---------- Provided information

//! Terminal cell-width measurement.
//!
//! Everything that lays out text works in cells, not bytes or chars: narrow
//! glyphs take one cell, East Asian wide glyphs take two and combining marks
//! take none. Widths come from `unicode-width`.

use unicode_width::UnicodeWidthChar;

use crate::cache::SharedCache;

/// Strings up to this many bytes have their width memoized.
const CACHED_LEN_LIMIT: usize = 512;

static CELL_LEN_CACHE: SharedCache<String, usize> = SharedCache::new(4096);

/// Number of cells a single character occupies.
///
/// Control characters report zero.
pub fn char_width(c: char) -> usize {
    UnicodeWidthChar::width(c).unwrap_or(0)
}

/// Check if every character in `text` is exactly one cell wide.
pub fn is_single_cell_widths(text: &str) -> bool {
    text.bytes().all(|b| (0x20..0x7f).contains(&b))
}

/// Number of cells `text` occupies when printed.
pub fn cell_len(text: &str) -> usize {
    if is_single_cell_widths(text) {
        return text.len();
    }
    if text.len() <= CACHED_LEN_LIMIT {
        return CELL_LEN_CACHE.get_or_insert_with(text.to_string(), |t| uncached_cell_len(t));
    }
    uncached_cell_len(text)
}

fn uncached_cell_len(text: &str) -> usize {
    text.chars().map(char_width).sum()
}

/// Crop or pad `text` so it occupies exactly `total` cells.
///
/// A wide glyph that would straddle the boundary is replaced by a space so
/// the result is never one cell short or one cell over.
pub fn set_cell_size(text: &str, total: usize) -> String {
    if is_single_cell_widths(text) {
        let size = text.len();
        if size < total {
            return format!("{}{}", text, " ".repeat(total - size));
        }
        return text[..total].to_string();
    }
    if total == 0 {
        return String::new();
    }

    let size = cell_len(text);
    if size == total {
        return text.to_string();
    }
    if size < total {
        return format!("{}{}", text, " ".repeat(total - size));
    }

    let mut out = String::with_capacity(text.len());
    let mut width = 0;
    for c in text.chars() {
        let w = char_width(c);
        if width + w > total {
            break;
        }
        width += w;
        out.push(c);
    }
    out.push_str(&" ".repeat(total - width));
    out
}

/// Break `text` into lines of at most `width` cells.
///
/// A width of zero is treated as one. A glyph wider than `width` gets a line
/// of its own.
pub fn chop_cells(text: &str, width: usize) -> Vec<String> {
    let width = width.max(1);
    let mut lines: Vec<String> = vec![String::new()];
    let mut line_width = 0;

    for c in text.chars() {
        let w = char_width(c);
        let current_empty = lines.last().map_or(true, |l| l.is_empty());
        if line_width + w > width && !current_empty {
            lines.push(c.to_string());
            line_width = w;
        } else if let Some(line) = lines.last_mut() {
            line.push(c);
            line_width += w;
        }
    }
    lines
}

#[cfg(test)]
mod tests {
    use super::*;

    #[test]
    fn char_width_classifies_glyphs() {
        let cases = [('a', 1), ('💩', 2), ('中', 2), ('\u{0301}', 0)];
        for (c, expected) in cases {
            assert_eq!(char_width(c), expected, "Failed for {:?}", c);
        }
    }

    #[test]
    fn cell_len_counts_wide_glyphs_twice() {
        assert_eq!(cell_len(""), 0);
        assert_eq!(cell_len("abc"), 3);
        assert_eq!(cell_len("💩"), 2);
        assert_eq!(cell_len("わさび"), 6);
        assert_eq!(cell_len("e\u{0301}"), 1);
    }

    #[test]
    fn cell_len_handles_long_strings_without_cache() {
        let long = "中".repeat(CACHED_LEN_LIMIT);
        assert_eq!(cell_len(&long), CACHED_LEN_LIMIT * 2);
    }

    #[test]
    fn set_cell_size_pads_and_crops_ascii() {
        assert_eq!(set_cell_size("foo", 5), "foo  ");
        assert_eq!(set_cell_size("foobar", 3), "foo");
        assert_eq!(set_cell_size("foo", 3), "foo");
        assert_eq!(set_cell_size("foo", 0), "");
    }

    #[test]
    fn set_cell_size_never_splits_wide_glyph() {
        assert_eq!(set_cell_size("😽😽", 4), "😽😽");
        assert_eq!(set_cell_size("😽😽", 3), "😽 ");
        assert_eq!(set_cell_size("😽😽", 2), "😽");
        assert_eq!(set_cell_size("😽😽", 1), " ");
        assert_eq!(set_cell_size("😽😽", 0), "");
        assert_eq!(set_cell_size("😽😽", 6), "😽😽  ");
    }

    #[test]
    fn set_cell_size_result_is_exact_width() {
        for total in 0..10 {
            assert_eq!(cell_len(&set_cell_size("a中b文c", total)), total);
        }
    }

    #[test]
    fn chop_cells_splits_on_width() {
        assert_eq!(chop_cells("abcdefgh", 3), vec!["abc", "def", "gh"]);
        assert_eq!(chop_cells("ああaaa", 3), vec!["あ", "あa", "aa"]);
        assert_eq!(chop_cells("", 3), vec![""]);
    }

    #[test]
    fn chop_cells_zero_width_treated_as_one() {
        assert_eq!(chop_cells("ab", 0), vec!["a", "b"]);
    }

    #[test]
    fn chop_cells_wide_glyph_wider_than_line() {
        assert_eq!(chop_cells("中a", 1), vec!["中", "a"]);
    }
}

--------------------

Exercise directions — Filtering the entries above by the word "expected", copy each line that matches.

Answer to this exercise —
        for (c, expected) in cases {
            assert_eq!(char_width(c), expected, "Failed for {:?}", c);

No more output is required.